_Material for this task_
§ §
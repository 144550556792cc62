//! The per-component reversal seam.

use std::future::Future;
use std::time::Duration;

use async_trait::async_trait;
use rollguard_cluster::{ClusterGateway, GatewayResult, retry_transient};
use rollguard_core::{BackupContents, Component, ComponentStatus};
use rollguard_health::HealthGate;

use crate::error::RevertError;

/// Where one component goes, after the executor resolved the request.
#[derive(Debug, Clone, Copy)]
pub enum RevertTo<'a> {
    /// One step back, as the component defines it.
    Previous,
    /// A workload revision or migration version.
    Revision(u32),
    /// The state captured in a backup.
    Snapshot {
        name: &'a str,
        contents: &'a BackupContents,
    },
}

/// What a successful reversal did.
#[derive(Debug, Clone, PartialEq, Eq)]
pub struct Reversal {
    pub status: ComponentStatus,
    pub detail: String,
}

impl Reversal {
    pub fn reverted(detail: impl Into<String>) -> Self {
        Self {
            status: ComponentStatus::Reverted,
            detail: detail.into(),
        }
    }

    pub fn already_at_target(detail: impl Into<String>) -> Self {
        Self {
            status: ComponentStatus::AlreadyAtTarget,
            detail: detail.into(),
        }
    }
}

pub struct RevertContext<'a> {
    pub gateway: &'a dyn ClusterGateway,
    pub gate: &'a HealthGate,
    pub namespace: &'a str,
    pub retry_budget: u32,
    pub retry_backoff: Duration,
    pub gate_attempts: u32,
    pub gate_interval: Duration,
}

impl RevertContext<'_> {
    /// Run a gateway call under the transient retry budget.
    pub async fn call<T, F, Fut>(&self, operation: &str, op: F) -> GatewayResult<T>
    where
        F: FnMut() -> Fut,
        Fut: Future<Output = GatewayResult<T>>,
    {
        retry_transient(operation, self.retry_budget, self.retry_backoff, op).await
    }
}

#[async_trait]
pub trait ComponentReverter: Send + Sync {
    fn component(&self) -> Component;

    /// Whether `revision:N` means anything for this component.
    fn accepts_revision(&self) -> bool {
        false
    }

    /// Whether `contents` holds this component's state.
    fn restorable_from(&self, contents: &BackupContents) -> bool {
        contents.objects.contains_key(&self.component())
    }

    /// Record the component's current state into `contents`.
    async fn snapshot(
        &self,
        ctx: &RevertContext<'_>,
        contents: &mut BackupContents,
    ) -> Result<(), RevertError>;

    /// Move the component to `to`. Reaching a target it is already at is
    /// `AlreadyAtTarget`, not an error.
    async fn revert(&self, ctx: &RevertContext<'_>, to: RevertTo<'_>)
    -> Result<Reversal, RevertError>;

    /// Check the component after `revert`.
    async fn validate(&self, ctx: &RevertContext<'_>, to: RevertTo<'_>) -> Result<(), RevertError>;
}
§ §
_Task item_
The full set of entries must be restated exactly, with none omitted.

_Completed task_
repository 144550556792cc62
//! The per-component reversal seam.

use std::future::Future;
use std::time::Duration;

use async_trait::async_trait;
use rollguard_cluster::{ClusterGateway, GatewayResult, retry_transient};
use rollguard_core::{BackupContents, Component, ComponentStatus};
use rollguard_health::HealthGate;

use crate::error::RevertError;

/// Where one component goes, after the executor resolved the request.
#[derive(Debug, Clone, Copy)]
pub enum RevertTo<'a> {
    /// One step back, as the component defines it.
    Previous,
    /// A workload revision or migration version.
    Revision(u32),
    /// The state captured in a backup.
    Snapshot {
        name: &'a str,
        contents: &'a BackupContents,
    },
}

/// What a successful reversal did.
#[derive(Debug, Clone, PartialEq, Eq)]
pub struct Reversal {
    pub status: ComponentStatus,
    pub detail: String,
}

impl Reversal {
    pub fn reverted(detail: impl Into<String>) -> Self {
        Self {
            status: ComponentStatus::Reverted,
            detail: detail.into(),
        }
    }

    pub fn already_at_target(detail: impl Into<String>) -> Self {
        Self {
            status: ComponentStatus::AlreadyAtTarget,
            detail: detail.into(),
        }
    }
}

pub struct RevertContext<'a> {
    pub gateway: &'a dyn ClusterGateway,
    pub gate: &'a HealthGate,
    pub namespace: &'a str,
    pub retry_budget: u32,
    pub retry_backoff: Duration,
    pub gate_attempts: u32,
    pub gate_interval: Duration,
}

impl RevertContext<'_> {
    /// Run a gateway call under the transient retry budget.
    pub async fn call<T, F, Fut>(&self, operation: &str, op: F) -> GatewayResult<T>
    where
        F: FnMut() -> Fut,
        Fut: Future<Output = GatewayResult<T>>,
    {
        retry_transient(operation, self.retry_budget, self.retry_backoff, op).await
    }
}

#[async_trait]
pub trait ComponentReverter: Send + Sync {
    fn component(&self) -> Component;

    /// Whether `revision:N` means anything for this component.
    fn accepts_revision(&self) -> bool {
        false
    }

    /// Whether `contents` holds this component's state.
    fn restorable_from(&self, contents: &BackupContents) -> bool {
        contents.objects.contains_key(&self.component())
    }

    /// Record the component's current state into `contents`.
    async fn snapshot(
        &self,
        ctx: &RevertContext<'_>,
        contents: &mut BackupContents,
    ) -> Result<(), RevertError>;

    /// Move the component to `to`. Reaching a target it is already at is
    /// `AlreadyAtTarget`, not an error.
    async fn revert(&self, ctx: &RevertContext<'_>, to: RevertTo<'_>)
    -> Result<Reversal, RevertError>;

    /// Check the component after `revert`.
    async fn validate(&self, ctx: &RevertContext<'_>, to: RevertTo<'_>) -> Result<(), RevertError>;
}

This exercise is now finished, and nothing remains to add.